D, I forgot to mention, even if it's very relevant to the discussion we're having, that some of the earliest translations of the 100,000 Perfection of Wisdom sutra were abridged versions (reg-zig), and some of them were also written with ink that included the profoundly pious patron's own blood... So the 'blood' meaning of the syllable reg that we find in Zhangzhung could be relevant here, I'm thinking... Later accounts evidently justified their reading ra-gzigs ("goat glance") by telling how goat milk was used in the ink formula. When I was young we made invisible ink with milk, but never with blood, so I'm not sure where this discussion is headed... do you?
ReplyDeleteYours, D
Dear Dorji,
ReplyDeleteSorry it's taken me so long to respond to your comment. It seems possible that the ZZ word reg is cognate to the Tibetan word khrag, and that the prototype looked more like the Tibetan than the ZZ. I guess you know about the 'abridged' (reg-gzig / ra-gzigs etc.) versions of the Perfection of Wisdom sutras that I mentioned in an earlier blog (in turn drawn from an unpublished part of my dissertation of 1991).

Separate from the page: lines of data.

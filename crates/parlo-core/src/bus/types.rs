//! Bus event types — messages flowing between the transport and the relay.

use chrono::{DateTime, Utc};
use serde::{Deserialize, Serialize};

/// An inbound text event for a conversation.
///
/// Produced by whatever transport receives provider webhooks; the relay only
/// ever reads it.
#[derive(Clone, Debug, Serialize, Deserialize)]
pub struct InboundMessage {
    /// Channel identifier (e.g. "whatsapp", "twilio-sms", "cli").
    pub channel: String,
    /// Conversation address (e.g. "whatsapp:+390331234567").
    pub address: String,
    /// Text content of the message.
    pub content: String,
    /// When the message was received.
    #[serde(default = "Utc::now")]
    pub timestamp: DateTime<Utc>,
}

impl InboundMessage {
    /// Create a new inbound message stamped with the current time.
    pub fn new(
        channel: impl Into<String>,
        address: impl Into<String>,
        content: impl Into<String>,
    ) -> Self {
        InboundMessage {
            channel: channel.into(),
            address: address.into(),
            content: content.into(),
            timestamp: Utc::now(),
        }
    }

    /// Key combining channel and address (e.g. "whatsapp:whatsapp:+39...").
    ///
    /// Turns sharing a key are delivered one after another.
    pub fn conversation_key(&self) -> String {
        format!("{}:{}", self.channel, self.address)
    }

    /// Build the reply for this conversation.
    pub fn reply(&self, content: impl Into<String>) -> OutboundMessage {
        OutboundMessage::new(&self.channel, &self.address, content)
    }
}

/// A reply on its way out to a conversation.
#[derive(Clone, Debug, PartialEq)]
pub struct OutboundMessage {
    /// Target channel identifier.
    pub channel: String,
    /// Target conversation address.
    pub address: String,
    /// Raw reply text, before any channel formatting.
    pub content: String,
}

impl OutboundMessage {
    /// Create a new outbound message.
    pub fn new(
        channel: impl Into<String>,
        address: impl Into<String>,
        content: impl Into<String>,
    ) -> Self {
        OutboundMessage {
            channel: channel.into(),
            address: address.into(),
            content: content.into(),
        }
    }
}
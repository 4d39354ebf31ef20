//! Persistence-safe conversation identity.
//!
//! Privacy-sensitive channels never store the raw address (it embeds the
//! user's phone number). They store a SHA-256 digest of it instead, plus a
//! masked form of the number for operators.

use sha2::{Digest, Sha256};

/// Characters of the number kept before the mask.
const MASK_HEAD: usize = 4;
/// Characters of the number kept after the mask.
const MASK_TAIL: usize = 3;
/// Numbers shorter than this are not masked at all.
const MIN_MASKABLE: usize = MASK_HEAD + MASK_TAIL + 1;

/// Deterministic 64-char uppercase hex SHA-256 digest of `address`.
pub fn hash_address(address: &str) -> String {
    hex::encode_upper(Sha256::digest(address.as_bytes()))
}

/// `+393331234567` → `+393*567`.
///
/// Returns `None` when the number is too short for the mask to hide
/// anything.
pub fn mask_phone(number: &str) -> Option<String> {
    let chars: Vec<char> = number.trim().chars().collect();
    if chars.len() < MIN_MASKABLE {
        return None;
    }

    let head: String = chars[..MASK_HEAD].iter().collect();
    let tail: String = chars[chars.len() - MASK_TAIL..].iter().collect();
    Some(format!("{head}*{tail}"))
}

My entries in TibVocab have gotten quite long and involved, and I'm not sure how to summarize all of the information. Perhaps you could give it a try:
REG ZIG OT = zin bris. Blaṅ 301.3. reg zig ces pa zin bris kyi brda rnying / don blo la gang zin tsam bris pa'o. Mkhyen-brtse, Works IV 175. skyud byang ngam zin bris dang bkas bcas. Btsan-lha. Scherrer-Schaub in JIABS 25 (2002) 284; spelled reg zeg. It is found in what is evidently a 9th-century marginalia with the spelling reg bzid. See Kazushi Iwao, On the Roll-Type Tibetan Śatasāhasrikā-prajñāpāramitā sūtra from Dunhuang, in: B. Dotson, et al., eds., Scribes, Texts & Rituals in Early Tibet & Dunhuang, Ludwig Reichert (Wiesbaden 2013), pp 111-119, at p. 114. In later sources misinterpreted and misspelled as ra gzigs.
REG ZIN bkas bcas [bkas bcad?]. Dbus-pa no. 763.
REG ZEG = zin bris. = bkas bcas. Lcang-skya.
Yours,
D
PS: Sorry my comments got switched around (this one should have come before the one that comes before).
I just downloaded a major study of Bunan language from academia.edu, where there are some especially interesting sections relevant to this blog:
ReplyDeleteManuel Widmer, A Descriptive Grammar of Bunan, PhD dissertation, University of Berne (2014), in 886 pages. Includes a section entitled “The Relationship between West Himalayish and Zhangzhung,” on pp. 47-56, including a chart of 19 "Robustly attested cognates between Zhangzhung and West Himalayish."
One of the most exciting things for Zhangzhung studies that has happened for many years is the publication of Christina Willis Oko's A Grammar of Darma, Brill (Leiden 2019).
ReplyDeleteIf I were to do this today, I'd probably pattern it after the Leipzig-Jakarta list of 100 least-likely-to-be-borrowed words developed in 2009 by Martin Haspelmath and Uri Tadmor. Marcel Erdal uses it to show (or to show once again) that Old Turkish and Mongolian do not belong to the same family (the one that used to be called Altaic). See his “The Turkic-Mongolic Lexical Relationship in View of the Leipzig-Jakarta List,” Int'l Journal of Eurasian Linguistics, vol. 1 (2019), pp. 78-97.